Só ouvimos falar dos 2.5 ou 3.5% a mais. Ninguém diz que quem ganhe 150.000 Euros por ano, "devolve" ao Estado metade do que ganha. Não deduz um tostão. Como provavelmente já vive numa casa melhor deve ter uma continha de IMI de fazer chorar as pedras. Mas depois fala-se no património, especialmente o imobiliário, como se por acaso ele fosse isento de impostos.

Notem bem que os próprios media se referem aos muito ricos. Para eles um rico deve ser logo alguém que ganha 60.000. Provavelmente metade do que ganha um director dum canal de notícias por cabo.

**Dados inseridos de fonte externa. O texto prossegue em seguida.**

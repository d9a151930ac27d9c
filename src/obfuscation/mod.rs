//! Traffic shaping
//!
//! Optional add-ons applied by the frame writer. Timing waits a random
//! delay before each write so burst timing does not mirror the proxied
//! application. Padding grows DATA payloads to a few standard sizes so
//! frame lengths say little about the data inside.

mod padding;
mod timing;

pub use padding::{unpad, PaddingConfig, PaddingError, PAD_SIZES};
pub use timing::{ShapingConfig, TrafficShaper};
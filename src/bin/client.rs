//! SMTP Tunnel Client
//!
//! A tunnel client that:
//! - Connects to the server and passes as a mail client
//! - Keeps the tunnel up across failures
//! - Runs a local SOCKS5 proxy whose connections ride the tunnel

use anyhow::{anyhow, Context, Result};
use clap::Parser;
use smtp_tunnel::{
    client::{ReconnectSupervisor, TunnelClient},
    config::Config,
    crypto::Secret,
    handshake::ClientHandshake,
    proxy::Socks5Server,
    transport::{client_tls_config, TlsClientUpgrade},
};
use std::path::Path;
use std::sync::Arc;
use tracing::{error, info};
use tracing_subscriber::EnvFilter;

/// SMTP Tunnel Client - TCP tunnel disguised as mail submission
#[derive(Parser, Debug)]
#[command(name = "smtp-tunnel-client")]
#[command(about = "SMTP Tunnel Client - local SOCKS5 proxy over an SMTP-disguised tunnel")]
#[command(version)]
struct Args {
    /// Configuration file path
    #[arg(short, long, default_value = "config.toml")]
    config: String,

    /// Server host (overrides config)
    #[arg(short, long)]
    server: Option<String>,

    /// Server port (overrides config)
    #[arg(short, long)]
    port: Option<u16>,

    /// Local SOCKS5 proxy address, host:port (overrides config)
    #[arg(long)]
    socks5: Option<String>,

    /// CA certificate for verifying the server (overrides config)
    #[arg(long)]
    ca_cert: Option<String>,

    /// Log level or filter directive (overrides config)
    #[arg(short = 'v', long)]
    log_level: Option<String>,
}

#[tokio::main]
async fn main() -> Result<()> {
    let args = Args::parse();

    // Load configuration
    let config = Config::load(&args.config).context("Failed to load configuration")?;

    // Initialize logging
    let level = args.log_level.as_deref().unwrap_or(&config.logging.level);
    tracing_subscriber::fmt()
        .with_env_filter(EnvFilter::try_new(level).context("Invalid log level")?)
        .init();

    let client_config = config
        .client
        .clone()
        .ok_or_else(|| anyhow!("No [client] section in config file"))?;

    let server_host = args.server.unwrap_or(client_config.server_host.clone());
    let server_port = args.port.unwrap_or(client_config.server_port);
    let socks_addr = args.socks5.unwrap_or_else(|| client_config.socks_addr());
    let ca_cert = args.ca_cert.or(client_config.ca_cert.clone());

    let tls = client_tls_config(ca_cert.as_deref().map(Path::new)).context("Failed to set up TLS")?;
    let upgrade = TlsClientUpgrade::new(tls, &server_host).context("Invalid server name")?;

    let secret = Secret::from(client_config.secret.as_str());
    let handshake = ClientHandshake::new(
        upgrade,
        secret.clone(),
        client_config.username().map(str::to_string),
    )
    .with_ehlo_domain(client_config.ehlo_domain.clone());

    let mut dialer = TunnelClient::new(
        server_host.clone(),
        server_port,
        handshake,
        config.tunnel.mux_config(),
    );
    if client_config.payload_encryption {
        dialer = dialer
            .with_payload_encryption(&secret)
            .context("Failed to derive payload keys")?;
    }

    info!("SMTP Tunnel Client v{}", smtp_tunnel::VERSION);
    info!("Server: {}:{}", server_host, server_port);
    match client_config.username() {
        Some(user) => info!("User: {}", user),
        None => info!("Using legacy shared-secret authentication"),
    }

    let supervisor = Arc::new(ReconnectSupervisor::new(dialer, client_config.reconnect.policy()));
    let socks = Socks5Server::bind(&socks_addr)
        .await
        .with_context(|| format!("Failed to bind SOCKS5 proxy on {}", socks_addr))?;

    let tunnel_task = tokio::spawn({
        let supervisor = Arc::clone(&supervisor);
        async move { supervisor.run().await }
    });

    let handle = supervisor.handle();
    tokio::select! {
        result = socks.run(handle) => {
            if let Err(e) = result {
                error!("SOCKS5 proxy error: {}", e);
            }
        }
        _ = tokio::signal::ctrl_c() => {
            info!("Shutting down...");
        }
    }

    supervisor.shutdown();
    if let Err(e) = tunnel_task.await {
        error!("Reconnect supervisor task failed: {}", e);
    }
    info!("Reconnect stats: {}", supervisor.stats());

    Ok(())
}
//! Tunnel layer - the binary multiplexing protocol
//!
//! Provides:
//! - Frame encoding/decoding
//! - Channel id ownership
//! - Per-channel socket pumps
//! - A single serialized writer per connection
//! - The multiplexer read loop for both roles

mod channel;
mod frame;
mod multiplexer;
mod table;
mod writer;

pub use channel::{Channel, ChannelState, ClientChannel, ConnectOutcome, ServerChannel, INBOUND_QUEUE_DEPTH};
pub use frame::{ConnectRequest, FrameCodec, MessageType, TunnelMessage};
pub use multiplexer::{ClientMultiplexer, IdlePolicy, MuxConfig, ServerMultiplexer};
pub use table::ChannelTable;
pub use writer::{FrameSender, FrameWriter, FRAME_QUEUE_DEPTH};

use std::sync::atomic::{AtomicU64, Ordering};
use std::time::Duration;
use thiserror::Error;
use tokio::time::Instant;

/// Tunnel layer errors
#[derive(Debug, Error)]
pub enum TunnelError {
    #[error("Protocol error: {0}")]
    Protocol(#[from] crate::protocol::ProtocolError),

    #[error("IO error: {0}")]
    Io(#[from] std::io::Error),

    #[error("Crypto error: {0}")]
    Crypto(#[from] crate::crypto::CryptoError),

    #[error("Padding error: {0}")]
    Padding(#[from] crate::obfuscation::PaddingError),

    #[error("Too many channels (limit {0})")]
    TooManyChannels(u16),

    #[error("Channel {0} already in use")]
    ChannelInUse(u16),

    #[error("Channel {0} closed")]
    ChannelClosed(u16),

    #[error("Channel {0} is not draining its socket")]
    ChannelStalled(u16),

    #[error("Connect failed: {0}")]
    ConnectFailed(String),

    #[error("Connect timed out")]
    ConnectTimeout,

    #[error("Tunnel connection closed")]
    ConnectionClosed,

    #[error("Keepalive not answered")]
    KeepaliveTimeout,
}

/// Reported by channel pumps to the multiplexer
#[derive(Debug)]
pub enum ChannelEvent {
    /// Local socket reached EOF
    LocalEof(u16),
    /// Reading the local socket failed
    LocalError(u16, String),
    /// Writing to the local socket failed
    WriteFailed(u16, String),
}

impl ChannelEvent {
    pub fn channel_id(&self) -> u16 {
        match self {
            ChannelEvent::LocalEof(id)
            | ChannelEvent::LocalError(id, _)
            | ChannelEvent::WriteFailed(id, _) => *id,
        }
    }
}

/// Last time any bytes crossed the tunnel connection
pub struct Activity {
    origin: Instant,
    last_ms: AtomicU64,
}

impl Activity {
    pub fn new() -> Self {
        Self {
            origin: Instant::now(),
            last_ms: AtomicU64::new(0),
        }
    }

    pub fn touch(&self) {
        let elapsed = self.origin.elapsed().as_millis() as u64;
        self.last_ms.fetch_max(elapsed, Ordering::Relaxed);
    }

    pub fn last(&self) -> Instant {
        self.origin + Duration::from_millis(self.last_ms.load(Ordering::Relaxed))
    }

    pub fn idle_for(&self) -> Duration {
        self.last().elapsed()
    }
}

impl Default for Activity {
    fn default() -> Self {
        Self::new()
    }
}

Os verdadeiros ricos riem até doer a barriga com as intenções quase pueris desta corja de palermas que vai dos políticos aos jornalistas.

E se hoje temos uma classe política perfeitamente miserável, em muito se deve ao facto de a classe jornalística, ela também consideravelmente miserável, promover até à exaustão os "meninos" da sua simpatia. O caso de Sócrates é dos mais gritantes e teve as consequências que nós sabemos.

Não consigo quase ver noticiários, programas de comentário ou debates estéreis na TV. A náusea é demais.
Os órgão de informação de "massas" passaram a ser intoxicadores, manipuladores e completamente isentos de decência. Estamos a descer para o abismo Fox News. E estamos a descer a uma velocidade estonteante.